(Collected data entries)
+-------+
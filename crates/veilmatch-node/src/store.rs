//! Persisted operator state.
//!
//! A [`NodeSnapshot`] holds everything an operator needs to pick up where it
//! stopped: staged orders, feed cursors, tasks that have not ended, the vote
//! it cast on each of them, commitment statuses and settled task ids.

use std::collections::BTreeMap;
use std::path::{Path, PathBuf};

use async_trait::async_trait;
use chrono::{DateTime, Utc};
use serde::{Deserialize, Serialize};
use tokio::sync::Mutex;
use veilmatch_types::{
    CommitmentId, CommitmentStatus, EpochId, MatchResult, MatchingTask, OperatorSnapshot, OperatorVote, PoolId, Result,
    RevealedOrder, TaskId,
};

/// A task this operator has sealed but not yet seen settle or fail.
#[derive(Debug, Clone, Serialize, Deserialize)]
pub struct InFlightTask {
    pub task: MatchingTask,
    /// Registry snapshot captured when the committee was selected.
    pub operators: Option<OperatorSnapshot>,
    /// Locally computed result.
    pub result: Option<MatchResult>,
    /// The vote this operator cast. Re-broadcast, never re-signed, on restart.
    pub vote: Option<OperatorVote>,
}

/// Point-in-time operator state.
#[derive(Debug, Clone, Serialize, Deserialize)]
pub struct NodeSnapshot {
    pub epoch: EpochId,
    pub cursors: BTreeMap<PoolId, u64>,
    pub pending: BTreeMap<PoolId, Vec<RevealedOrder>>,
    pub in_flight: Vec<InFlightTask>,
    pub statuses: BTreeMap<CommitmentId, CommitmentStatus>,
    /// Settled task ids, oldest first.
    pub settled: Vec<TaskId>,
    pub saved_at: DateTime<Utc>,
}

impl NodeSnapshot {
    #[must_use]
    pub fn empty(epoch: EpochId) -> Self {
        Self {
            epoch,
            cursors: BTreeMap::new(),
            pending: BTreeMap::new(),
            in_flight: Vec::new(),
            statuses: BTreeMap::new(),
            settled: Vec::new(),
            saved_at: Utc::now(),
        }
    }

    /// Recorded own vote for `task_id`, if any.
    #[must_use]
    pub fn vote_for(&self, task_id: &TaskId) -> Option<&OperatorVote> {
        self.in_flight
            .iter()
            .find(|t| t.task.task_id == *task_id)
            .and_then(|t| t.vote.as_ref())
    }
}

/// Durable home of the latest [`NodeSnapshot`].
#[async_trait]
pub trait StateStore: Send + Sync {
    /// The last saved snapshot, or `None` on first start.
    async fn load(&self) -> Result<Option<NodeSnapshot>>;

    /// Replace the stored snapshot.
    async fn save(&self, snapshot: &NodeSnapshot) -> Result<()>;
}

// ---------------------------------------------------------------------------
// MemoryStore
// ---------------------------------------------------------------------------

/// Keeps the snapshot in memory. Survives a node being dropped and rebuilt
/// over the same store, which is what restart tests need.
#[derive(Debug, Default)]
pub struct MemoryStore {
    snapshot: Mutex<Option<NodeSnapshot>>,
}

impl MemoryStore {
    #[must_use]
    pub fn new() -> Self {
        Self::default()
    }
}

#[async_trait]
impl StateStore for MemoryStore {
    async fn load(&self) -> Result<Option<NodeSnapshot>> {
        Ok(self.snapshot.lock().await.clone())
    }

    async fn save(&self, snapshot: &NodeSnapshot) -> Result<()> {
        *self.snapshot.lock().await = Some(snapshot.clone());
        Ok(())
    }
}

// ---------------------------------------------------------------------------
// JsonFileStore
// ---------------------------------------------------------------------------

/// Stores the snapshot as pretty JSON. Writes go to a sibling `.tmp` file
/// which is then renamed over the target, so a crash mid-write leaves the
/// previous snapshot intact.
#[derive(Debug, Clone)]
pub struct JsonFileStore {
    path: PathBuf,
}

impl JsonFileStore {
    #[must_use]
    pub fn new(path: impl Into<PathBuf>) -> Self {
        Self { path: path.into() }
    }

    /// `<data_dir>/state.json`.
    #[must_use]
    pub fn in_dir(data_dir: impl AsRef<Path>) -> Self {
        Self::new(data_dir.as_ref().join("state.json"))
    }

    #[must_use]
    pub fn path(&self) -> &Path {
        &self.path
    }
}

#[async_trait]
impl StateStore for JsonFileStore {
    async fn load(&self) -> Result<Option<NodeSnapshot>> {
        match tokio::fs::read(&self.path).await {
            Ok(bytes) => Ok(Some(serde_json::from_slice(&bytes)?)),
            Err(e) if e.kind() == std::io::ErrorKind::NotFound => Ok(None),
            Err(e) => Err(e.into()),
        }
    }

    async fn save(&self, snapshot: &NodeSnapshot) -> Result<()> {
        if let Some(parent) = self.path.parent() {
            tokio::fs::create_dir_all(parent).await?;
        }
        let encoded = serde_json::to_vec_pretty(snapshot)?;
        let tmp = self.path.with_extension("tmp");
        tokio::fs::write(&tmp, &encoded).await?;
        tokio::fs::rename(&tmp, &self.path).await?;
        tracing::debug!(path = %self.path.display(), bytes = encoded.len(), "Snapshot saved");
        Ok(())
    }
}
+-------+
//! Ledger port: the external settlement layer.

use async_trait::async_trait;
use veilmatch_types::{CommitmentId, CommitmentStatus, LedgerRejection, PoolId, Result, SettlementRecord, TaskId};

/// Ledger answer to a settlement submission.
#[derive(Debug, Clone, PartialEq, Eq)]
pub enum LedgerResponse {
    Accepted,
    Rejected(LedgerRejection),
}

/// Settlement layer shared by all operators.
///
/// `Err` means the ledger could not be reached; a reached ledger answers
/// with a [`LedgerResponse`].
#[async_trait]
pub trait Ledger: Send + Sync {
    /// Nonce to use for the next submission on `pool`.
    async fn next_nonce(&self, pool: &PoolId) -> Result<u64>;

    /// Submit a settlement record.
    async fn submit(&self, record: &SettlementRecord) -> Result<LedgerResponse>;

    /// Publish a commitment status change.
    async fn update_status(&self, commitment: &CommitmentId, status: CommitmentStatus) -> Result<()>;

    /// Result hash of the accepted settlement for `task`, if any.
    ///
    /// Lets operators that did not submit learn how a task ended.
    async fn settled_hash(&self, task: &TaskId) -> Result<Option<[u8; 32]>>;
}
+-------+
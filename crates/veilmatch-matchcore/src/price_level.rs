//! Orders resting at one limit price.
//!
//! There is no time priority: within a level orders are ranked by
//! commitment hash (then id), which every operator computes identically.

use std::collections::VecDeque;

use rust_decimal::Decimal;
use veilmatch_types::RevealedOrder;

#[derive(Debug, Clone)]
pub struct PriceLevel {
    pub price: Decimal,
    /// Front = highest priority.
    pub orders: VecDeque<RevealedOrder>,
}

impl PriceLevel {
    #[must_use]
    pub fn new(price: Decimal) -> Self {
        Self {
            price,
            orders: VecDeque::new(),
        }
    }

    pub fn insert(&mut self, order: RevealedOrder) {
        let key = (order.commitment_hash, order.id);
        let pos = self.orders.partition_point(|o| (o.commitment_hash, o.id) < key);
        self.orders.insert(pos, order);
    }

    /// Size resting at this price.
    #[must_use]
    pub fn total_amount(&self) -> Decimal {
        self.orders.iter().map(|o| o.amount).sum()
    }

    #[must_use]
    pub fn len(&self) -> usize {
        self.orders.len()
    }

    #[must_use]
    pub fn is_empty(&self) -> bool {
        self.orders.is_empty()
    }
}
+-------+
Determine the number of lines above holding the string "MatchingTask". Reply with it and nothing more.

Result for this exercise: 2